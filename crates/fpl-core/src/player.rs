// Player identity, positions, and the canonical candidate record.

use serde::{Deserialize, Serialize};
use std::fmt;

/// Stable player identifier, unique within one optimization call.
pub type PlayerId = u32;

// ---------------------------------------------------------------------------
// Position
// ---------------------------------------------------------------------------

/// The four FPL playing roles.
#[derive(Debug, Clone, Copy, PartialEq, Eq, PartialOrd, Ord, Hash, Serialize, Deserialize)]
pub enum Position {
    #[serde(rename = "GK")]
    Goalkeeper,
    #[serde(rename = "DEF")]
    Defender,
    #[serde(rename = "MID")]
    Midfielder,
    #[serde(rename = "FWD")]
    Forward,
}

impl Position {
    /// All positions in squad display order.
    pub const ALL: [Position; 4] = [
        Position::Goalkeeper,
        Position::Defender,
        Position::Midfielder,
        Position::Forward,
    ];

    /// Map an FPL `element_type` code (1–4) to a position.
    pub fn from_code(code: i64) -> Option<Self> {
        match code {
            1 => Some(Position::Goalkeeper),
            2 => Some(Position::Defender),
            3 => Some(Position::Midfielder),
            4 => Some(Position::Forward),
            _ => None,
        }
    }

    /// Parse a free-text position label.
    ///
    /// Accepts the abbreviations FPL exports use ("GK", "GKP", "DEF", ...),
    /// long forms ("Goalkeeper", "Defender", ...), a few common synonyms
    /// ("Striker", "Keeper") and numeric codes written as text ("1".."4").
    pub fn parse(s: &str) -> Option<Self> {
        let label = s.trim().to_uppercase();
        if let Ok(code) = label.parse::<i64>() {
            return Self::from_code(code);
        }
        match label.as_str() {
            "GK" | "GKP" | "G" | "GOALKEEPER" | "KEEPER" => Some(Position::Goalkeeper),
            "DEF" | "D" | "DEFENDER" => Some(Position::Defender),
            "MID" | "M" | "MIDFIELDER" => Some(Position::Midfielder),
            "FWD" | "F" | "FW" | "FORWARD" | "STRIKER" | "ST" => Some(Position::Forward),
            _ => None,
        }
    }

    /// FPL `element_type` code for this position.
    pub fn code(&self) -> u8 {
        match self {
            Position::Goalkeeper => 1,
            Position::Defender => 2,
            Position::Midfielder => 3,
            Position::Forward => 4,
        }
    }

    /// Dense index into per-position arrays.
    pub fn index(&self) -> usize {
        self.code() as usize - 1
    }

    pub fn display_str(&self) -> &'static str {
        match self {
            Position::Goalkeeper => "GK",
            Position::Defender => "DEF",
            Position::Midfielder => "MID",
            Position::Forward => "FWD",
        }
    }
}

impl fmt::Display for Position {
    fn fmt(&self, f: &mut fmt::Formatter<'_>) -> fmt::Result {
        f.write_str(self.display_str())
    }
}

// ---------------------------------------------------------------------------
// Position counts
// ---------------------------------------------------------------------------

/// Number of players per position, indexed by `Position::index()`.
#[derive(Debug, Clone, Copy, Default, PartialEq, Eq)]
pub struct PositionCounts([usize; 4]);

impl PositionCounts {
    pub const fn new(gk: usize, def: usize, mid: usize, fwd: usize) -> Self {
        Self([gk, def, mid, fwd])
    }

    pub fn from_positions<I: IntoIterator<Item = Position>>(positions: I) -> Self {
        let mut counts = Self::default();
        for pos in positions {
            counts.0[pos.index()] += 1;
        }
        counts
    }

    pub fn get(&self, pos: Position) -> usize {
        self.0[pos.index()]
    }

    pub fn total(&self) -> usize {
        self.0.iter().sum()
    }
}

impl fmt::Display for PositionCounts {
    fn fmt(&self, f: &mut fmt::Formatter<'_>) -> fmt::Result {
        write!(
            f,
            "{} GK / {} DEF / {} MID / {} FWD",
            self.0[0], self.0[1], self.0[2], self.0[3]
        )
    }
}

// ---------------------------------------------------------------------------
// PlayerCandidate
// ---------------------------------------------------------------------------

/// A normalized player ready for optimization.
#[derive(Debug, Clone, PartialEq, Serialize, Deserialize)]
pub struct PlayerCandidate {
    pub id: PlayerId,
    pub name: String,
    pub position: Position,
    /// Real-world club identifier (numeric team id or team name).
    pub club: String,
    /// Price in tenths of a currency unit (5.5m -> 55).
    pub cost_tenths: u32,
    pub score: f64,
    /// Set when the player's name matched a lock request.
    #[serde(default)]
    pub locked: bool,
}

impl PlayerCandidate {
    pub fn new(
        id: PlayerId,
        name: impl Into<String>,
        position: Position,
        club: impl Into<String>,
        cost_tenths: u32,
        score: f64,
    ) -> Self {
        Self {
            id,
            name: name.into(),
            position,
            club: club.into(),
            cost_tenths,
            score,
            locked: false,
        }
    }

    /// Key used for deduplication and lock matching.
    pub fn normalized_name(&self) -> String {
        normalize_name(&self.name)
    }
}

/// Case-insensitive, whitespace-trimmed form of a player name.
pub fn normalize_name(name: &str) -> String {
    name.trim().to_lowercase()
}

/// Convert a price in whole currency units to tenths (5.5 -> 55).
///
/// Returns `None` for negative or non-finite prices.
pub fn units_to_tenths(cost: f64) -> Option<u32> {
    if !cost.is_finite() || cost < 0.0 {
        return None;
    }
    let tenths = (cost * 10.0).round();
    if tenths > u32::MAX as f64 {
        return None;
    }
    Some(tenths as u32)
}

// ---------------------------------------------------------------------------
// Tests
// ---------------------------------------------------------------------------

#[cfg(test)]
mod tests {
    use super::*;

    #[test]
    fn parse_abbreviations_and_synonyms() {
        assert_eq!(Position::parse("GK"), Some(Position::Goalkeeper));
        assert_eq!(Position::parse("gkp"), Some(Position::Goalkeeper));
        assert_eq!(Position::parse(" Goalkeeper "), Some(Position::Goalkeeper));
        assert_eq!(Position::parse("Defender"), Some(Position::Defender));
        assert_eq!(Position::parse("mid"), Some(Position::Midfielder));
        assert_eq!(Position::parse("Striker"), Some(Position::Forward));
        assert_eq!(Position::parse("FORWARD"), Some(Position::Forward));
    }

    #[test]
    fn parse_numeric_text() {
        assert_eq!(Position::parse("1"), Some(Position::Goalkeeper));
        assert_eq!(Position::parse("4"), Some(Position::Forward));
        assert_eq!(Position::parse("5"), None);
    }

    #[test]
    fn parse_unknown_label() {
        assert_eq!(Position::parse("AM"), None);
        assert_eq!(Position::parse(""), None);
    }

    #[test]
    fn code_round_trips_through_from_code() {
        for pos in Position::ALL {
            assert_eq!(Position::from_code(pos.code() as i64), Some(pos));
        }
        assert_eq!(Position::from_code(0), None);
    }

    #[test]
    fn position_counts_tally() {
        let counts = PositionCounts::from_positions([
            Position::Goalkeeper,
            Position::Defender,
            Position::Defender,
            Position::Forward,
        ]);
        assert_eq!(counts.get(Position::Goalkeeper), 1);
        assert_eq!(counts.get(Position::Defender), 2);
        assert_eq!(counts.get(Position::Midfielder), 0);
        assert_eq!(counts.total(), 4);
        assert_eq!(counts.to_string(), "1 GK / 2 DEF / 0 MID / 1 FWD");
    }

    #[test]
    fn units_to_tenths_rounds() {
        assert_eq!(units_to_tenths(5.5), Some(55));
        assert_eq!(units_to_tenths(4.449999), Some(44));
        assert_eq!(units_to_tenths(0.0), Some(0));
        assert_eq!(units_to_tenths(-1.0), None);
        assert_eq!(units_to_tenths(f64::NAN), None);
    }

    #[test]
    fn normalized_name_trims_and_lowercases() {
        let p = PlayerCandidate::new(1, "  Mohamed SALAH ", Position::Midfielder, "LIV", 130, 7.0);
        assert_eq!(p.normalized_name(), "mohamed salah");
    }

    #[test]
    fn position_serializes_as_abbreviation() {
        let json = serde_json::to_string(&Position::Forward).unwrap();
        assert_eq!(json, "\"FWD\"");
    }
}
_ _ _
- [WHAT YOU HAVE TO DO]:
The data must be retyped in full, exactly as it reads.

- [EXERCISE RESULT]:
filename crates/fpl-core/src/player.rs
// Player identity, positions, and the canonical candidate record.

use serde::{Deserialize, Serialize};
use std::fmt;

/// Stable player identifier, unique within one optimization call.
pub type PlayerId = u32;

// ---------------------------------------------------------------------------
// Position
// ---------------------------------------------------------------------------

/// The four FPL playing roles.
#[derive(Debug, Clone, Copy, PartialEq, Eq, PartialOrd, Ord, Hash, Serialize, Deserialize)]
pub enum Position {
    #[serde(rename = "GK")]
    Goalkeeper,
    #[serde(rename = "DEF")]
    Defender,
    #[serde(rename = "MID")]
    Midfielder,
    #[serde(rename = "FWD")]
    Forward,
}

impl Position {
    /// All positions in squad display order.
    pub const ALL: [Position; 4] = [
        Position::Goalkeeper,
        Position::Defender,
        Position::Midfielder,
        Position::Forward,
    ];

    /// Map an FPL `element_type` code (1–4) to a position.
    pub fn from_code(code: i64) -> Option<Self> {
        match code {
            1 => Some(Position::Goalkeeper),
            2 => Some(Position::Defender),
            3 => Some(Position::Midfielder),
            4 => Some(Position::Forward),
            _ => None,
        }
    }

    /// Parse a free-text position label.
    ///
    /// Accepts the abbreviations FPL exports use ("GK", "GKP", "DEF", ...),
    /// long forms ("Goalkeeper", "Defender", ...), a few common synonyms
    /// ("Striker", "Keeper") and numeric codes written as text ("1".."4").
    pub fn parse(s: &str) -> Option<Self> {
        let label = s.trim().to_uppercase();
        if let Ok(code) = label.parse::<i64>() {
            return Self::from_code(code);
        }
        match label.as_str() {
            "GK" | "GKP" | "G" | "GOALKEEPER" | "KEEPER" => Some(Position::Goalkeeper),
            "DEF" | "D" | "DEFENDER" => Some(Position::Defender),
            "MID" | "M" | "MIDFIELDER" => Some(Position::Midfielder),
            "FWD" | "F" | "FW" | "FORWARD" | "STRIKER" | "ST" => Some(Position::Forward),
            _ => None,
        }
    }

    /// FPL `element_type` code for this position.
    pub fn code(&self) -> u8 {
        match self {
            Position::Goalkeeper => 1,
            Position::Defender => 2,
            Position::Midfielder => 3,
            Position::Forward => 4,
        }
    }

    /// Dense index into per-position arrays.
    pub fn index(&self) -> usize {
        self.code() as usize - 1
    }

    pub fn display_str(&self) -> &'static str {
        match self {
            Position::Goalkeeper => "GK",
            Position::Defender => "DEF",
            Position::Midfielder => "MID",
            Position::Forward => "FWD",
        }
    }
}

impl fmt::Display for Position {
    fn fmt(&self, f: &mut fmt::Formatter<'_>) -> fmt::Result {
        f.write_str(self.display_str())
    }
}

// ---------------------------------------------------------------------------
// Position counts
// ---------------------------------------------------------------------------

/// Number of players per position, indexed by `Position::index()`.
#[derive(Debug, Clone, Copy, Default, PartialEq, Eq)]
pub struct PositionCounts([usize; 4]);

impl PositionCounts {
    pub const fn new(gk: usize, def: usize, mid: usize, fwd: usize) -> Self {
        Self([gk, def, mid, fwd])
    }

    pub fn from_positions<I: IntoIterator<Item = Position>>(positions: I) -> Self {
        let mut counts = Self::default();
        for pos in positions {
            counts.0[pos.index()] += 1;
        }
        counts
    }

    pub fn get(&self, pos: Position) -> usize {
        self.0[pos.index()]
    }

    pub fn total(&self) -> usize {
        self.0.iter().sum()
    }
}

impl fmt::Display for PositionCounts {
    fn fmt(&self, f: &mut fmt::Formatter<'_>) -> fmt::Result {
        write!(
            f,
            "{} GK / {} DEF / {} MID / {} FWD",
            self.0[0], self.0[1], self.0[2], self.0[3]
        )
    }
}

// ---------------------------------------------------------------------------
// PlayerCandidate
// ---------------------------------------------------------------------------

/// A normalized player ready for optimization.
#[derive(Debug, Clone, PartialEq, Serialize, Deserialize)]
pub struct PlayerCandidate {
    pub id: PlayerId,
    pub name: String,
    pub position: Position,
    /// Real-world club identifier (numeric team id or team name).
    pub club: String,
    /// Price in tenths of a currency unit (5.5m -> 55).
    pub cost_tenths: u32,
    pub score: f64,
    /// Set when the player's name matched a lock request.
    #[serde(default)]
    pub locked: bool,
}

impl PlayerCandidate {
    pub fn new(
        id: PlayerId,
        name: impl Into<String>,
        position: Position,
        club: impl Into<String>,
        cost_tenths: u32,
        score: f64,
    ) -> Self {
        Self {
            id,
            name: name.into(),
            position,
            club: club.into(),
            cost_tenths,
            score,
            locked: false,
        }
    }

    /// Key used for deduplication and lock matching.
    pub fn normalized_name(&self) -> String {
        normalize_name(&self.name)
    }
}

/// Case-insensitive, whitespace-trimmed form of a player name.
pub fn normalize_name(name: &str) -> String {
    name.trim().to_lowercase()
}

/// Convert a price in whole currency units to tenths (5.5 -> 55).
///
/// Returns `None` for negative or non-finite prices.
pub fn units_to_tenths(cost: f64) -> Option<u32> {
    if !cost.is_finite() || cost < 0.0 {
        return None;
    }
    let tenths = (cost * 10.0).round();
    if tenths > u32::MAX as f64 {
        return None;
    }
    Some(tenths as u32)
}

// ---------------------------------------------------------------------------
// Tests
// ---------------------------------------------------------------------------

#[cfg(test)]
mod tests {
    use super::*;

    #[test]
    fn parse_abbreviations_and_synonyms() {
        assert_eq!(Position::parse("GK"), Some(Position::Goalkeeper));
        assert_eq!(Position::parse("gkp"), Some(Position::Goalkeeper));
        assert_eq!(Position::parse(" Goalkeeper "), Some(Position::Goalkeeper));
        assert_eq!(Position::parse("Defender"), Some(Position::Defender));
        assert_eq!(Position::parse("mid"), Some(Position::Midfielder));
        assert_eq!(Position::parse("Striker"), Some(Position::Forward));
        assert_eq!(Position::parse("FORWARD"), Some(Position::Forward));
    }

    #[test]
    fn parse_numeric_text() {
        assert_eq!(Position::parse("1"), Some(Position::Goalkeeper));
        assert_eq!(Position::parse("4"), Some(Position::Forward));
        assert_eq!(Position::parse("5"), None);
    }

    #[test]
    fn parse_unknown_label() {
        assert_eq!(Position::parse("AM"), None);
        assert_eq!(Position::parse(""), None);
    }

    #[test]
    fn code_round_trips_through_from_code() {
        for pos in Position::ALL {
            assert_eq!(Position::from_code(pos.code() as i64), Some(pos));
        }
        assert_eq!(Position::from_code(0), None);
    }

    #[test]
    fn position_counts_tally() {
        let counts = PositionCounts::from_positions([
            Position::Goalkeeper,
            Position::Defender,
            Position::Defender,
            Position::Forward,
        ]);
        assert_eq!(counts.get(Position::Goalkeeper), 1);
        assert_eq!(counts.get(Position::Defender), 2);
        assert_eq!(counts.get(Position::Midfielder), 0);
        assert_eq!(counts.total(), 4);
        assert_eq!(counts.to_string(), "1 GK / 2 DEF / 0 MID / 1 FWD");
    }

    #[test]
    fn units_to_tenths_rounds() {
        assert_eq!(units_to_tenths(5.5), Some(55));
        assert_eq!(units_to_tenths(4.449999), Some(44));
        assert_eq!(units_to_tenths(0.0), Some(0));
        assert_eq!(units_to_tenths(-1.0), None);
        assert_eq!(units_to_tenths(f64::NAN), None);
    }

    #[test]
    fn normalized_name_trims_and_lowercases() {
        let p = PlayerCandidate::new(1, "  Mohamed SALAH ", Position::Midfielder, "LIV", 130, 7.0);
        assert_eq!(p.normalized_name(), "mohamed salah");
    }

    #[test]
    fn position_serializes_as_abbreviation() {
        let json = serde_json::to_string(&Position::Forward).unwrap();
        assert_eq!(json, "\"FWD\"");
    }
}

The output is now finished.